Worthington, Minn. — Katrina's impact on midwest farmers will depend on how long the cleanup takes. The sooner the gulf ports reopen the better. Most are located on the Mississippi River. University of Minnesota Applied Economics Professor Jerry Fruin says one bit of good news is that the ports generally are outside the worst hit storm areas.

"Most of our grain export elevators are on the river to the north and west of New Orleans, but they are located below Baton Rouge," says Fruin. "It would appear that they would have sustained wind damage, but probably the flooding would not be a particular concern."

That means midwest barges probably will be able to reach the elevators relatively soon.

The real problem is the 100 mile or so stretch of the Mississippi River between the grain elevators and the Gulf of Mexico. Ocean freighters travel the water to load and unload. Fruin says the channel must be carefully checked to make sure it's still deep enough for the big boats. Debris may have washed in. It's even possible the channel shifted. Fruin says it takes people and money to check the river.

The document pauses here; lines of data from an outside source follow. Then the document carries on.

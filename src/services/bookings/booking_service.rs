//! # 예약 관리 서비스 구현
//!
//! 결제 세션 생성, 결제 완료 웹훅 처리, 관리자용 예약 CRUD의
//! 비즈니스 로직을 담당합니다.
//!
//! ## 웹훅 처리 원칙
//!
//! 웹훅 페이로드를 그대로 신뢰하지 않습니다. 이벤트에 담긴 세션 ID로
//! 결제 프로바이더 API에서 세션을 다시 조회한 뒤, `payment_status`가
//! `paid`인 경우에만 예약을 생성합니다. 같은 세션이 중복 전달되어도
//! 투어/사용자 조합 확인으로 예약이 한 번만 생성됩니다.

use std::sync::Arc;
use mongodb::bson::Document;
use singleton_macro::service;

use crate::{
    domain::{
        dto::bookings::request::{CreateBookingRequest, UpdateBookingRequest},
        dto::bookings::response::BookingResponse,
        entities::bookings::booking::Booking,
        models::auth::authenticated_user::AuthenticatedUser,
        payment::stripe_model::{StripeCheckoutSession, StripeWebhookEvent},
    },
    repositories::{
        bookings::booking_repo::BookingRepository,
        crud,
        tours::tour_repo::TourRepository,
        users::user_repo::UserRepository,
    },
    services::payments::payment_service::PaymentService,
    utils::api_features::ApiFeatures,
};
use crate::core::errors::AppError;

/// 예약 비즈니스 로직 서비스
#[service(name = "booking")]
pub struct BookingService {
    /// 예약 데이터 액세스 리포지토리
    booking_repo: Arc<BookingRepository>,

    /// 투어 데이터 액세스 리포지토리 (세션 생성/검증용)
    tour_repo: Arc<TourRepository>,

    /// 사용자 데이터 액세스 리포지토리 (웹훅의 이메일 역조회용)
    user_repo: Arc<UserRepository>,
}

impl BookingService {
    /// 투어 결제용 Checkout Session 생성
    ///
    /// # Errors
    ///
    /// * `AppError::NotFound` - 투어 또는 사용자 없음
    pub async fn create_checkout_session(
        &self,
        tour_id: &str,
        current_user: &AuthenticatedUser,
    ) -> Result<StripeCheckoutSession, AppError> {
        let tour = self
            .tour_repo
            .find_by_id(tour_id)
            .await?
            .ok_or_else(|| AppError::NotFound("No tour found with that ID".to_string()))?;

        let user = self
            .user_repo
            .find_by_id(&current_user.user_id)
            .await?
            .ok_or_else(|| AppError::NotFound("No user found with that ID".to_string()))?;

        let payment_service = PaymentService::instance();
        let session = payment_service
            .create_checkout_session(&tour, &user.email)
            .await?;

        log::info!(
            "결제 세션 생성: 투어 {} / 사용자 {} / 세션 {}",
            tour.name,
            user.email,
            session.id
        );

        Ok(session)
    }

    /// 결제 완료 웹훅 처리
    ///
    /// `checkout.session.completed` 외의 이벤트는 무시하고 `None`을
    /// 반환합니다. 세션은 프로바이더 API에서 재조회하여 검증합니다.
    pub async fn handle_checkout_webhook(
        &self,
        event: StripeWebhookEvent,
    ) -> Result<Option<Booking>, AppError> {
        if event.event_type != "checkout.session.completed" {
            log::debug!("무시된 웹훅 이벤트: {}", event.event_type);
            return Ok(None);
        }

        // 페이로드의 세션을 그대로 믿지 않고 프로바이더에서 재조회
        let payment_service = PaymentService::instance();
        let session = payment_service
            .retrieve_checkout_session(&event.data.object.id)
            .await?;

        if session.payment_status.as_deref() != Some("paid") {
            log::warn!(
                "미결제 상태의 웹훅 세션 무시: {} ({:?})",
                session.id,
                session.payment_status
            );
            return Ok(None);
        }

        let tour_id_str = session.client_reference_id.as_deref().ok_or_else(|| {
            AppError::ValidationError("Checkout session has no tour reference".to_string())
        })?;
        let tour_id = crud::parse_object_id(tour_id_str)?;

        let customer_email = session.customer_email.as_deref().ok_or_else(|| {
            AppError::ValidationError("Checkout session has no customer email".to_string())
        })?;

        let user = self
            .user_repo
            .find_by_email(customer_email)
            .await?
            .ok_or_else(|| {
                AppError::NotFound("There is no user with that email address".to_string())
            })?;
        let user_id = user.id.ok_or_else(|| {
            AppError::InternalError("User has no ID".to_string())
        })?;

        // 중복 전달된 웹훅에 대한 멱등 처리
        if self.booking_repo.exists_for(&tour_id, &user_id).await? {
            log::info!(
                "이미 예약된 투어에 대한 웹훅 무시: 투어 {} / 사용자 {}",
                tour_id_str,
                customer_email
            );
            return Ok(None);
        }

        let price = session.amount_total.unwrap_or(0) as f64 / 100.0;

        let booking = self
            .booking_repo
            .create(Booking::new(tour_id, user_id, price))
            .await?;

        log::info!(
            "예약 생성: 투어 {} / 사용자 {} / {}",
            tour_id_str,
            customer_email,
            price
        );

        Ok(Some(booking))
    }

    /// 쿼리 기능이 적용된 예약 목록 조회
    pub async fn get_all(&self, features: &ApiFeatures) -> Result<Vec<serde_json::Value>, AppError> {
        let docs = self
            .booking_repo
            .find_all(Document::new(), features)
            .await?;
        Ok(crud::documents_to_json(docs))
    }

    /// ID로 예약 조회
    pub async fn get_by_id(&self, id: &str) -> Result<BookingResponse, AppError> {
        let booking = self
            .booking_repo
            .find_by_id(id)
            .await?
            .ok_or_else(|| AppError::NotFound("No booking found with that ID".to_string()))?;

        Ok(BookingResponse::from(booking))
    }

    /// 관리자용 예약 생성
    pub async fn create(&self, request: CreateBookingRequest) -> Result<BookingResponse, AppError> {
        let tour_id = crud::parse_object_id(&request.tour)?;
        let user_id = crud::parse_object_id(&request.user)?;

        let mut booking = Booking::new(tour_id, user_id, request.price);
        booking.paid = request.paid;

        let created = self.booking_repo.create(booking).await?;
        Ok(BookingResponse::from(created))
    }

    /// 관리자용 예약 수정
    pub async fn update(
        &self,
        id: &str,
        request: UpdateBookingRequest,
    ) -> Result<BookingResponse, AppError> {
        let mut set_doc = Document::new();

        if let Some(price) = request.price {
            set_doc.insert("price", price);
        }
        if let Some(paid) = request.paid {
            set_doc.insert("paid", paid);
        }

        if set_doc.is_empty() {
            return self.get_by_id(id).await;
        }

        let updated = self
            .booking_repo
            .update(id, set_doc)
            .await?
            .ok_or_else(|| AppError::NotFound("No booking found with that ID".to_string()))?;

        Ok(BookingResponse::from(updated))
    }

    /// 관리자용 예약 삭제
    pub async fn delete(&self, id: &str) -> Result<(), AppError> {
        let deleted = self.booking_repo.delete(id).await?;

        if !deleted {
            return Err(AppError::NotFound("No booking found with that ID".to_string()));
        }

        Ok(())
    }
}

"We're rapidly approaching the time when we would normally be moving an awful lot of corn and soybeans into export channels."
- Jerry Fruin

Those sorts of resources are scarce right now.

The immediate concern is to help people. Fruin says as necessary as the gulf ports are to farmers and the nation's economy, they may have to wait in line for help.

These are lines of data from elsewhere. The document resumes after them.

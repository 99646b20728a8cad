//! # 인증 서비스 구현
//!
//! 회원가입, 로그인, 비밀번호 재설정/변경의 비즈니스 로직을 담당합니다.
//!
//! ## 보안 설계
//!
//! - **bcrypt 해싱**: 환경별 cost 설정으로 보안 강도를 조절합니다.
//! - **계정 열거 방지**: 로그인 실패 시 이메일 존재 여부를 구분하지 않는
//!   단일 메시지(`Incorrect email or password`)를 사용합니다.
//! - **재설정 토큰**: 평문 토큰은 메일로만 전달하고 저장소에는 SHA-256
//!   다이제스트만 남깁니다. 유효 시간은 10분입니다.
//! - **토큰 무효화**: 비밀번호 변경 시 `password_changed_at`을 기록하여
//!   그 이전에 발급된 JWT를 전부 무효화합니다.

use std::sync::Arc;
use bcrypt::{hash, verify};
use mongodb::bson::DateTime;
use sha2::{Digest, Sha256};
use singleton_macro::service;
use uuid::Uuid;

use crate::{
    config::{FrontendConfig, PasswordConfig, ResetTokenConfig},
    domain::{
        dto::auth::request::{
            LoginRequest, ResetPasswordRequest, SignupRequest, UpdatePasswordRequest,
        },
        entities::users::user::User,
    },
    repositories::users::user_repo::UserRepository,
    services::email::email_service::EmailService,
};
use crate::core::errors::AppError;

/// 인증 비즈니스 로직 서비스
#[service(name = "auth")]
pub struct AuthService {
    /// 사용자 데이터 액세스 리포지토리
    user_repo: Arc<UserRepository>,
}

impl AuthService {
    /// 새 사용자 계정 생성
    ///
    /// 비밀번호를 해싱하여 계정을 만들고 환영 메일을 발송합니다.
    /// 환영 메일 실패는 가입을 막지 않고 로그만 남깁니다.
    ///
    /// # Errors
    ///
    /// * `AppError::ConflictError` - 이미 사용 중인 이메일
    /// * `AppError::InternalError` - 비밀번호 해싱 실패
    pub async fn signup(&self, request: SignupRequest) -> Result<User, AppError> {
        let start_time = std::time::Instant::now();

        let password_hash = self.hash_password(&request.password)?;

        let user = User::new(request.name, request.email, password_hash);
        let created_user = self.user_repo.create(user).await?;

        log::info!(
            "신규 가입: {} ({:?} 소요)",
            created_user.email,
            start_time.elapsed()
        );

        // 환영 메일은 실패해도 가입을 막지 않는다
        let email_service = EmailService::instance();
        if let Err(e) = email_service
            .send_welcome(&created_user.email, &created_user.name)
            .await
        {
            log::warn!("환영 메일 발송 실패 ({}): {}", created_user.email, e);
        }

        Ok(created_user)
    }

    /// 이메일/비밀번호 로그인
    ///
    /// 존재하지 않는 이메일과 잘못된 비밀번호를 구분하지 않습니다.
    ///
    /// # Errors
    ///
    /// * `AppError::AuthenticationError` - 이메일 또는 비밀번호 불일치
    pub async fn login(&self, request: LoginRequest) -> Result<User, AppError> {
        let user = self
            .user_repo
            .find_by_email(&request.email)
            .await?
            .ok_or_else(|| {
                AppError::AuthenticationError("Incorrect email or password".to_string())
            })?;

        let matches = verify(&request.password, &user.password_hash)
            .map_err(|e| AppError::InternalError(format!("Password verification failed: {}", e)))?;

        if !matches {
            log::warn!("로그인 실패: {}", request.email);
            return Err(AppError::AuthenticationError(
                "Incorrect email or password".to_string(),
            ));
        }

        Ok(user)
    }

    /// 비밀번호 재설정 메일 발송
    ///
    /// 랜덤 토큰을 생성해 다이제스트만 저장하고, 평문 토큰이 포함된
    /// 재설정 URL을 메일로 보냅니다. 메일 발송에 실패하면 저장된 토큰을
    /// 제거하고 에러를 반환합니다.
    ///
    /// # Errors
    ///
    /// * `AppError::NotFound` - 해당 이메일의 사용자가 없음
    /// * `AppError::ExternalServiceError` - 메일 발송 실패
    pub async fn forgot_password(&self, email: &str) -> Result<(), AppError> {
        let user = self
            .user_repo
            .find_by_email(email)
            .await?
            .ok_or_else(|| {
                AppError::NotFound("There is no user with that email address".to_string())
            })?;

        let user_id = user.id_string().ok_or_else(|| {
            AppError::InternalError("User has no ID".to_string())
        })?;

        let reset_token = generate_reset_token();
        let token_digest = digest_reset_token(&reset_token);
        let expires = DateTime::from_millis(
            DateTime::now().timestamp_millis() + ResetTokenConfig::expires_minutes() * 60 * 1000,
        );

        self.user_repo
            .set_reset_token(&user_id, &token_digest, expires)
            .await?;

        let reset_url = format!(
            "{}/reset-password/{}",
            FrontendConfig::base_url(),
            reset_token
        );

        let email_service = EmailService::instance();
        if let Err(e) = email_service
            .send_password_reset(&user.email, &user.name, &reset_url)
            .await
        {
            // 사용 불가능한 토큰을 남기지 않는다
            self.user_repo.clear_reset_token(&user_id).await?;
            log::error!("재설정 메일 발송 실패 ({}): {}", user.email, e);
            return Err(AppError::ExternalServiceError(
                "There was an error sending the email. Try again later!".to_string(),
            ));
        }

        log::info!("비밀번호 재설정 메일 발송: {}", user.email);
        Ok(())
    }

    /// 재설정 토큰으로 새 비밀번호 설정
    ///
    /// 평문 토큰을 다이제스트로 변환해 사용자를 찾고, 유효 시간 안에서만
    /// 비밀번호를 교체합니다.
    ///
    /// # Errors
    ///
    /// * `AppError::ValidationError` - 토큰이 유효하지 않거나 만료됨
    pub async fn reset_password(
        &self,
        token: &str,
        request: ResetPasswordRequest,
    ) -> Result<User, AppError> {
        let token_digest = digest_reset_token(token);

        let user = self
            .user_repo
            .find_by_reset_token(&token_digest)
            .await?
            .filter(|user| user.reset_token_valid())
            .ok_or_else(|| {
                AppError::ValidationError("Token is invalid or has expired".to_string())
            })?;

        let user_id = user.id_string().ok_or_else(|| {
            AppError::InternalError("User has no ID".to_string())
        })?;

        let password_hash = self.hash_password(&request.password)?;

        let updated = self
            .user_repo
            .update_password(&user_id, &password_hash)
            .await?
            .ok_or_else(|| AppError::NotFound("No user found with that ID".to_string()))?;

        log::info!("비밀번호 재설정 완료: {}", updated.email);
        Ok(updated)
    }

    /// 로그인 상태에서의 비밀번호 변경
    ///
    /// 현재 비밀번호 재확인 후 새 비밀번호로 교체합니다.
    ///
    /// # Errors
    ///
    /// * `AppError::AuthenticationError` - 현재 비밀번호 불일치
    pub async fn update_password(
        &self,
        user_id: &str,
        request: UpdatePasswordRequest,
    ) -> Result<User, AppError> {
        let user = self
            .user_repo
            .find_by_id(user_id)
            .await?
            .ok_or_else(|| AppError::NotFound("No user found with that ID".to_string()))?;

        let matches = verify(&request.password_current, &user.password_hash)
            .map_err(|e| AppError::InternalError(format!("Password verification failed: {}", e)))?;

        if !matches {
            return Err(AppError::AuthenticationError(
                "Your current password is wrong".to_string(),
            ));
        }

        let password_hash = self.hash_password(&request.password)?;

        let updated = self
            .user_repo
            .update_password(user_id, &password_hash)
            .await?
            .ok_or_else(|| AppError::NotFound("No user found with that ID".to_string()))?;

        log::info!("비밀번호 변경 완료: {}", updated.email);
        Ok(updated)
    }

    /// bcrypt 해싱 공통 경로
    fn hash_password(&self, password: &str) -> Result<String, AppError> {
        let bcrypt_cost = PasswordConfig::bcrypt_cost();

        let hash_start = std::time::Instant::now();
        let password_hash = hash(password, bcrypt_cost)
            .map_err(|e| AppError::InternalError(format!("Password hashing failed: {}", e)))?;
        log::debug!("Password hashing took: {:?}", hash_start.elapsed());

        Ok(password_hash)
    }
}

/// 비밀번호 재설정용 랜덤 토큰 생성 (64자 hex)
fn generate_reset_token() -> String {
    format!(
        "{}{}",
        Uuid::new_v4().simple(),
        Uuid::new_v4().simple()
    )
}

/// 재설정 토큰의 SHA-256 다이제스트 (hex)
///
/// 저장소에는 이 다이제스트만 저장됩니다.
fn digest_reset_token(token: &str) -> String {
    let mut hasher = Sha256::new();
    hasher.update(token.as_bytes());
    format!("{:x}", hasher.finalize())
}

#[cfg(test)]
mod tests {
    use super::*;

    #[test]
    fn test_reset_token_is_long_and_random() {
        let first = generate_reset_token();
        let second = generate_reset_token();

        assert_eq!(first.len(), 64);
        assert_ne!(first, second);
        assert!(first.chars().all(|c| c.is_ascii_hexdigit()));
    }

    #[test]
    fn test_reset_token_digest_is_deterministic() {
        let token = "abc123";
        assert_eq!(digest_reset_token(token), digest_reset_token(token));
        assert_ne!(digest_reset_token(token), digest_reset_token("abc124"));
    }

    #[test]
    fn test_digest_matches_known_sha256() {
        // SHA-256("abc")
        assert_eq!(
            digest_reset_token("abc"),
            "ba7816bf8f01cfea414140de5dae2223b00361a396177a9cb410ff61f20015ad"
        );
    }
}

The disruption comes as midwest corn and soybean fields are ripening. Harvest will begin in a few weeks. Fruin says opening the ports by then is crucial to farm exports.

"September and October are our two largest months for these exports. So the only good news is that it happened just before the big push came, so we have a little while to prepare for it," says Fruin. "But on the other hand we're rapidly approaching the time when we would normally be moving an awful lot of corn and soybeans into export channels."

If the ports are closed when harvest begins, farmers and grain elevators must look at alternatives, like rail or truck. Minnesota Corn Growers Association President Gene Sandager says the gulf ports are the single biggest destination for Minnesota grain, but other locations are also important and available.

"It can go out to the western ports, through Seattle," says Sandager. "We do have some grain that does goes up through Duluth. Canada has been a player in purchasing our grain. We also have the option of rail, that takes it into Houston."

The problem is price. Sandager says rail is five times the cost of river barge. He says another headache caused by the hurricane are fuel costs.

Diesel and gasoline prices had been climbing steadily even before the hurricane struck. The storm shut down pumping platforms and refineries, causing another sharp rise in fuel prices. That means it will cost farmers much more to run their combines, tractors and trucks at harvest time, eating into narrow profit margins.

Still Sandager says state farmers may be better able to withstand the recent economic jolts compared to past crises.

A big factor are alternative fuels. Two more ethanol plants are expected to begin production by year's end. When they start, it will mean nearly 20% of Minnesota's corn goes into making the fuel. That's corn that doesn't have to be shipped out of state. Profits unrestrained by hurricanes or ships.